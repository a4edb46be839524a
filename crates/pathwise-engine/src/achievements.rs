//! Declarative achievement definitions.
//!
//! A definition's criteria is data, not code: a small tree of thresholds
//! over [`BehaviorStats`] that can be loaded from JSON as easily as built in.

use std::path::Path;

use serde::{Deserialize, Serialize};

use pathwise_shared::Rarity;

use crate::providers::BehaviorStats;

/// Predicate over a behavioral snapshot.
#[derive(Debug, Clone, PartialEq, Serialize, Deserialize)]
#[serde(tag = "kind", rename_all = "snake_case")]
pub enum Criterion {
    CoursesCompleted { at_least: u32 },
    ModulesCompleted { at_least: u32 },
    ExercisesSolved { at_least: u32 },
    PerfectScores { at_least: u32 },
    AverageReviewScore { at_least: f64 },
    ConsecutiveDays { at_least: u32 },
    TotalHours { at_least: f64 },
    AllOf { criteria: Vec<Criterion> },
}

impl Criterion {
    pub fn is_met(&self, stats: &BehaviorStats) -> bool {
        match self {
            Criterion::CoursesCompleted { at_least } => stats.courses_completed >= *at_least,
            Criterion::ModulesCompleted { at_least } => stats.modules_completed >= *at_least,
            Criterion::ExercisesSolved { at_least } => stats.exercises_solved >= *at_least,
            Criterion::PerfectScores { at_least } => stats.perfect_scores >= *at_least,
            Criterion::AverageReviewScore { at_least } => stats.average_review_score >= *at_least,
            Criterion::ConsecutiveDays { at_least } => stats.consecutive_days >= *at_least,
            Criterion::TotalHours { at_least } => stats.total_hours >= *at_least,
            Criterion::AllOf { criteria } => criteria.iter().all(|c| c.is_met(stats)),
        }
    }
}

#[derive(Debug, Clone, PartialEq, Serialize, Deserialize)]
pub struct AchievementDefinition {
    pub id: String,
    pub name: String,
    pub description: String,
    pub rarity: Rarity,
    pub criteria: Criterion,
}

impl AchievementDefinition {
    fn new(id: &str, name: &str, description: &str, rarity: Rarity, criteria: Criterion) -> Self {
        Self {
            id: id.into(),
            name: name.into(),
            description: description.into(),
            rarity,
            criteria,
        }
    }
}

/// The static set of achievements a user can earn, in evaluation order.
#[derive(Debug, Clone, Default, PartialEq, Serialize, Deserialize)]
#[serde(transparent)]
pub struct AchievementCatalog {
    definitions: Vec<AchievementDefinition>,
}

impl AchievementCatalog {
    pub fn new(definitions: Vec<AchievementDefinition>) -> Self {
        Self { definitions }
    }

    pub fn builtin() -> Self {
        use Criterion::*;
        use Rarity::*;

        Self::new(vec![
            AchievementDefinition::new(
                "first_steps",
                "First Steps",
                "Complete your first course",
                Common,
                CoursesCompleted { at_least: 1 },
            ),
            AchievementDefinition::new(
                "course_collector",
                "Course Collector",
                "Complete five courses",
                Rare,
                CoursesCompleted { at_least: 5 },
            ),
            AchievementDefinition::new(
                "curriculum_conqueror",
                "Curriculum Conqueror",
                "Complete twenty courses",
                Legendary,
                CoursesCompleted { at_least: 20 },
            ),
            AchievementDefinition::new(
                "module_marathon",
                "Module Marathon",
                "Complete fifty modules",
                Rare,
                ModulesCompleted { at_least: 50 },
            ),
            AchievementDefinition::new(
                "problem_solver",
                "Problem Solver",
                "Solve one hundred exercises",
                Rare,
                ExercisesSolved { at_least: 100 },
            ),
            AchievementDefinition::new(
                "flawless",
                "Flawless",
                "Earn ten perfect exercise scores",
                Epic,
                PerfectScores { at_least: 10 },
            ),
            AchievementDefinition::new(
                "code_critic",
                "Code Critic",
                "Average 90 or better in code review across ten solved exercises",
                Epic,
                AllOf {
                    criteria: vec![
                        ExercisesSolved { at_least: 10 },
                        AverageReviewScore { at_least: 90.0 },
                    ],
                },
            ),
            AchievementDefinition::new(
                "week_streak",
                "Week Streak",
                "Learn seven days in a row",
                Common,
                ConsecutiveDays { at_least: 7 },
            ),
            AchievementDefinition::new(
                "unstoppable",
                "Unstoppable",
                "Learn thirty days in a row",
                Legendary,
                ConsecutiveDays { at_least: 30 },
            ),
            AchievementDefinition::new(
                "centurion",
                "Centurion",
                "Spend one hundred hours learning",
                Epic,
                TotalHours { at_least: 100.0 },
            ),
        ])
    }

    pub fn from_json(json: &str) -> Result<Self, serde_json::Error> {
        serde_json::from_str(json)
    }

    /// Read a catalog from a JSON file (an array of definitions).
    pub fn load(path: &Path) -> std::io::Result<Self> {
        let raw = std::fs::read_to_string(path)?;
        Self::from_json(&raw).map_err(|e| std::io::Error::new(std::io::ErrorKind::InvalidData, e))
    }

    pub fn get(&self, id: &str) -> Option<&AchievementDefinition> {
        self.definitions.iter().find(|d| d.id == id)
    }

    pub fn definitions(&self) -> &[AchievementDefinition] {
        &self.definitions
    }
}

#[cfg(test)]
mod tests {
    use super::*;

    #[test]
    fn builtin_ids_are_unique() {
        let catalog = AchievementCatalog::builtin();
        let mut ids: Vec<_> = catalog.definitions().iter().map(|d| &d.id).collect();
        ids.sort();
        ids.dedup();
        assert_eq!(ids.len(), catalog.definitions().len());
        assert_eq!(catalog.get("first_steps").unwrap().rarity, Rarity::Common);
        assert!(catalog.get("nope").is_none());
    }

    #[test]
    fn all_of_needs_every_clause() {
        let critic = AchievementCatalog::builtin().get("code_critic").unwrap().clone();
        let mut stats = BehaviorStats {
            exercises_solved: 12,
            average_review_score: 85.0,
            ..Default::default()
        };
        assert!(!critic.criteria.is_met(&stats));
        stats.average_review_score = 92.5;
        assert!(critic.criteria.is_met(&stats));
        stats.exercises_solved = 9;
        assert!(!critic.criteria.is_met(&stats));
    }

    #[test]
    fn criteria_load_from_json() {
        let catalog = AchievementCatalog::from_json(
            r#"[{
                "id": "night_owl",
                "name": "Night Owl",
                "description": "Ten hours logged",
                "rarity": "rare",
                "criteria": {"kind": "total_hours", "at_least": 10.0}
            }]"#,
        )
        .unwrap();
        let owl = catalog.get("night_owl").unwrap();
        assert!(owl.criteria.is_met(&BehaviorStats {
            total_hours: 10.0,
            ..Default::default()
        }));
        assert!(!owl.criteria.is_met(&BehaviorStats::default()));
    }

    #[test]
    fn load_reads_catalog_file() {
        let dir = tempfile::tempdir().unwrap();
        let path = dir.path().join("achievements.json");
        std::fs::write(
            &path,
            r#"[{"id": "regular", "name": "Regular", "description": "Three days",
                 "rarity": "common",
                 "criteria": {"kind": "consecutive_days", "at_least": 3}}]"#,
        )
        .unwrap();

        let catalog = AchievementCatalog::load(&path).unwrap();
        assert_eq!(catalog.definitions().len(), 1);
        assert_eq!(catalog.get("regular").unwrap().name, "Regular");

        std::fs::write(&path, "{not json").unwrap();
        let err = AchievementCatalog::load(&path).unwrap_err();
        assert_eq!(err.kind(), std::io::ErrorKind::InvalidData);
    }
}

———

_Required work_.
Each line in the listing either holds the word "CoursesCompleted" or does not. Report how many do, as a bare number.

_Response_.
5